International career
- Years: Team / Apps / (Points)
- 1975–1984: France / 59 / (20)
- Correct as of 4 August 2012

= Jean-Pierre Rives =

France international rugby union player (born 1952)

Jean-Pierre Rives (born 31 December 1952) is a French former rugby union player and visual artist.
"A cult figure in France", according to the BBC, he came to epitomise the team's spirit and "ultra-committed, guts-and-glory style of play".
He won 59 caps for France – 34 of them as captain – and was inducted into the International Rugby Hall of Fame.
After retiring from the sport, Rives concentrated entirely on his art.
He is both a painter and a sculptor, and exhibiting regularly at prominent public venues all over the globe. Rives was awarded the Order of the Legion of Honor and the National Order of Merit by the government of France.

==Early life and career==
Jean-Pierre Rives was born on 31 December 1952 in Saint-Simon, a suburb of Toulouse, in the Haute-Garonne, Occitan departement of southwestern France. He grew up with his brother Philippe in the family of Jo and Lydia Rives. Jean-Pierre started drawing and painting in primary school – a passion that would stay with him throughout his whole life. His father was a pilot and an avid tennis player, and he encouraged his son, who excelled in athletics at early age, to pursue tennis, but it was rugby that would become Jean-Pierre Rives' ultimate choice.

==Rugby==
Rives began playing rugby for his hometown club in 1974. Even though he was considered to be too small to play as flanker, standing at 5 ft 10 in (178 cm), he decisively proved the doubters wrong, and it was not long until his unmistakable talent gained attention from the national selectors. Rives made his France debut against England in 1975, at the age of 22, marking the start of an international career that would take him to the very top in terms of both personal and team achievements.

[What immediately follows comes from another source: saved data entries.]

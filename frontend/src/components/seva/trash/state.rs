use common::model::seva::SevaEntry;

pub enum FetchState {
    Loading,
    Loaded,
    Failed,
}

/// State for the trash table: the trashed set as last fetched, shown in
/// service order. Confirmed restores and purges each drop exactly one id.
pub struct TrashComponent {
    pub entries: Vec<SevaEntry>,
    pub fetch: FetchState,
    pub loaded: bool,
}

impl TrashComponent {
    pub fn new() -> Self {
        Self {
            entries: Vec::new(),
            fetch: FetchState::Loading,
            loaded: false,
        }
    }
}
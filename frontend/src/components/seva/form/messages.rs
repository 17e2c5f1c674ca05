pub enum Msg {
    /// Form submitted; field values are read from the refs.
    Submit,
    /// The service accepted the new entry.
    Saved,
    SaveFailed(String),
}
//! Application error type.

use sociograph_core::{GraphError, VertexId};
use thiserror::Error;

/// Errors surfaced by the CLI and the messaging workflow.
#[derive(Debug, Error)]
pub enum AppError {
    /// An engine call failed.
    #[error(transparent)]
    Graph(#[from] GraphError),

    /// A user tried to message themselves.
    #[error("{0} cannot send a message to themselves")]
    SelfMessage(VertexId),

    /// A dataset file could not be read or parsed.
    #[error("Dataset error: {0}")]
    Dataset(String),

    /// The configuration file or environment is invalid.
    #[error("Config error: {0}")]
    Config(String),

    /// An I/O error occurred.
    #[error("I/O error: {0}")]
    Io(String),
}
//! # CLI Command Implementations
//!
//! This module contains the actual implementations of CLI commands. Each
//! command returns its output as text so it can be printed or inspected.

use super::Commands;
use crate::display;
use crate::error::AppError;
use crate::messaging::send_message;
use sociograph_core::{EdgeWeight, Graph, GraphMetrics, GraphSpec, GraphStore, Query, VertexId};

/// Settings shared by every command.
#[derive(Debug, Clone, Copy, PartialEq, Eq)]
pub struct RunContext {
    /// Emit JSON instead of text.
    pub json_mode: bool,
    /// Weight of friendships created by `message`.
    pub default_weight: EdgeWeight,
}

impl Default for RunContext {
    fn default() -> Self {
        Self {
            json_mode: false,
            default_weight: sociograph_core::DEFAULT_EDGE_WEIGHT,
        }
    }
}

/// Run one command against `graph`.
pub fn run(command: &Commands, graph: &mut Graph, ctx: &RunContext) -> Result<String, AppError> {
    match command {
        Commands::Demo => cmd_demo(graph, ctx),
        Commands::Network => cmd_network(graph, ctx),
        Commands::User { name } => cmd_query(graph, ctx, &Query::lookup(name.as_str())),
        Commands::Friends { name } => cmd_query(graph, ctx, &Query::neighbors(name.as_str())),
        Commands::Adjacent { a, b } => {
            cmd_query(graph, ctx, &Query::adjacent(a.as_str(), b.as_str()))
        }
        Commands::Search { name } => Ok(cmd_search(graph, ctx, &VertexId::new(name))),
        Commands::Path { from, to } => {
            cmd_query(graph, ctx, &Query::shortest_path(from.as_str(), to.as_str()))
        }
        Commands::Bfs { start } => cmd_query(graph, ctx, &Query::bfs(start.as_str())),
        Commands::Dfs { start } => cmd_query(graph, ctx, &Query::dfs(start.as_str())),
        Commands::Message { from, to, text } => cmd_message(graph, ctx, from, to, text),
        Commands::Remove { name } => cmd_remove(graph, ctx, name),
        Commands::Unfriend { a, b } => cmd_unfriend(graph, ctx, a, b),
        Commands::Status => cmd_status(graph, ctx),
    }
}

fn to_json<T: serde::Serialize>(value: &T) -> Result<String, AppError> {
    serde_json::to_string_pretty(value)
        .map(|s| s + "\n")
        .map_err(|e| AppError::Io(format!("JSON encoding failed: {}", e)))
}

// =============================================================================
// QUERY COMMANDS
// =============================================================================

/// Show the full network.
pub fn cmd_network(graph: &Graph, ctx: &RunContext) -> Result<String, AppError> {
    if ctx.json_mode {
        return to_json(&GraphSpec::from(graph));
    }
    Ok(display::format_network(graph)?)
}

/// Execute a read-only query and render its outcome.
pub fn cmd_query(graph: &Graph, ctx: &RunContext, query: &Query) -> Result<String, AppError> {
    use sociograph_core::{QueryOutcome, QueryType};

    let outcome = query.execute(graph)?;
    if ctx.json_mode {
        return to_json(&outcome);
    }

    let text = match (&query.query_type, &outcome) {
        (QueryType::Lookup(name), _) => display::format_user_info(graph, name)?,
        (_, QueryOutcome::Path { source, target, path }) => {
            display::format_path(source, target, path.as_ref()) + "\n"
        }
        (QueryType::Bfs(_), QueryOutcome::Traversal { order, .. }) => {
            display::format_traversal("BFS", order) + "\n"
        }
        (QueryType::Dfs(_), QueryOutcome::Traversal { order, .. }) => {
            display::format_traversal("DFS", order) + "\n"
        }
        (_, QueryOutcome::Neighbors { name, .. }) => {
            display::format_friend_list(graph, name)? + "\n"
        }
        (_, QueryOutcome::Adjacent { a, b, adjacent }) => {
            if *adjacent {
                format!("Yes, {} and {} are friends.\n", a, b)
            } else {
                format!("No, {} and {} are not friends.\n", a, b)
            }
        }
        (_, other) => to_json(other)?,
    };
    Ok(text)
}

/// Check whether a user exists.
pub fn cmd_search(graph: &Graph, ctx: &RunContext, name: &VertexId) -> String {
    if ctx.json_mode {
        return format!(
            "{}\n",
            serde_json::json!({ "name": name, "found": graph.has_vertex(name) })
        );
    }
    display::format_search(graph, name) + "\n"
}

/// Show graph metrics.
pub fn cmd_status(graph: &Graph, ctx: &RunContext) -> Result<String, AppError> {
    let metrics = GraphMetrics::from_graph(graph)?;
    if ctx.json_mode {
        return to_json(&metrics);
    }
    Ok(format!(
        "Sociograph Network Status\n=========================\n{}",
        display::format_metrics(&metrics)
    ))
}

// =============================================================================
// MUTATING COMMANDS
// =============================================================================

/// Send a message.
pub fn cmd_message(
    graph: &mut Graph,
    ctx: &RunContext,
    from: &str,
    to: &str,
    text: &str,
) -> Result<String, AppError> {
    let sender = VertexId::new(from);
    let receiver = VertexId::new(to);
    let delivery = send_message(graph, &sender, &receiver, text, ctx.default_weight)?;

    if ctx.json_mode {
        return to_json(&serde_json::json!({
            "from": sender,
            "to": receiver,
            "befriended": delivery.befriended,
        }));
    }

    let mut out = String::new();
    if delivery.befriended {
        out.push_str(&format!(
            "Friendship automatically added between {} and {}.\n",
            sender, receiver
        ));
    }
    out.push_str(&format!("Message sent from {} to {}: {}\n", sender, receiver, text));
    Ok(out)
}

/// Remove a user, then show the network.
pub fn cmd_remove(graph: &mut Graph, ctx: &RunContext, name: &str) -> Result<String, AppError> {
    let id = VertexId::new(name);
    let removed = graph.remove_vertex(&id)?;
    tracing::info!("Removed user {}", removed.id);

    if ctx.json_mode {
        return cmd_network(graph, ctx);
    }
    Ok(format!(
        "User {} --> removed successfully.\n{}",
        removed.id,
        display::format_network(graph)?
    ))
}

/// Remove a friendship, then show the network.
pub fn cmd_unfriend(
    graph: &mut Graph,
    ctx: &RunContext,
    a: &str,
    b: &str,
) -> Result<String, AppError> {
    let a = VertexId::new(a);
    let b = VertexId::new(b);
    graph.remove_edge(&a, &b)?;
    tracing::info!("Removed friendship {} -- {}", a, b);

    if ctx.json_mode {
        return cmd_network(graph, ctx);
    }
    Ok(format!(
        "Removed connection: {} -- {}\n{}",
        a,
        b,
        display::format_network(graph)?
    ))
}

// =============================================================================
// DEMO COMMAND
// =============================================================================

fn section(out: &mut String, title: &str) {
    out.push_str(&format!("\n{:=^52}\n", format!(" {} ", title)));
}

/// The scripted walk-through: display, query, message, then mutate.
pub fn cmd_demo(graph: &mut Graph, ctx: &RunContext) -> Result<String, AppError> {
    let text_ctx = RunContext {
        json_mode: false,
        ..*ctx
    };
    let mut out = String::new();

    section(&mut out, "Display network");
    out.push_str(&display::format_network(graph)?);

    section(&mut out, "Shortest path");
    out.push_str(&cmd_query(graph, &text_ctx, &Query::shortest_path("Lymeng", "Srun"))?);

    section(&mut out, "Search a user");
    out.push_str(&cmd_search(graph, &text_ctx, &VertexId::new("Hong")));
    out.push_str(&cmd_search(graph, &text_ctx, &VertexId::new("Panha")));

    section(&mut out, "BFS & DFS");
    out.push_str(&cmd_query(graph, &text_ctx, &Query::bfs("Lymeng"))?);
    out.push_str(&cmd_query(graph, &text_ctx, &Query::dfs("Lida"))?);

    section(&mut out, "Send message");
    out.push_str(&cmd_message(
        graph,
        &text_ctx,
        "Lida",
        "Sambat",
        "Hi, CEO handsome boys & beautiful girls",
    )?);

    section(&mut out, "User information");
    out.push_str(&cmd_query(graph, &text_ctx, &Query::lookup("Lymeng"))?);
    out.push_str(&cmd_query(graph, &text_ctx, &Query::lookup("Thina"))?);

    section(&mut out, "Remove user");
    let removed = graph.remove_vertex(&VertexId::new("Thina"))?;
    out.push_str(&format!("User {} --> removed successfully.\n", removed.id));

    section(&mut out, "Remove friendship");
    graph.remove_edge(&VertexId::new("Lymeng"), &VertexId::new("Khim"))?;
    out.push_str("Removed connection: Lymeng -- Khim\n");

    section(&mut out, "Display network");
    out.push_str(&display::format_network(graph)?);

    Ok(out)
}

Jean-Pierre Rives was instrumental in helping France to the Grand Slam in 1977 and was installed as French captain during the 1978 season. He played for TOEC, Beaumont and Stade Toulousain, then in 1981 left Toulouse to join Racing Club de France. During Rives' rugby career, the essence of his game was to be always close to the ball, in the thick of the action. He was dubbed the Casque d'or (French for "Golden helmet") due to his long and wild blond hair. Roger Couderc, the iconic voice of rugby on French TV of the time, came up with this nickname that stuck with Rives throughout his entire career. It was his hair, along with his bravery, which also brought him the nickname Asterix.

Rives captained France in 34 games, a world record at the time, and played in the teams which completed the Grand Slam in the (then) Five Nations Championship in 1977 and 1981. Rives also captained the first French side to beat the All Blacks in New Zealand. He also played for a World XV on 9 August 1980 against in Buenos Aires, losing 36–22. Rives would have his career ended by a succession of shoulder injuries in 1984. His final match for France came in that year's Five Nations defeat to Scotland at Murrayfield.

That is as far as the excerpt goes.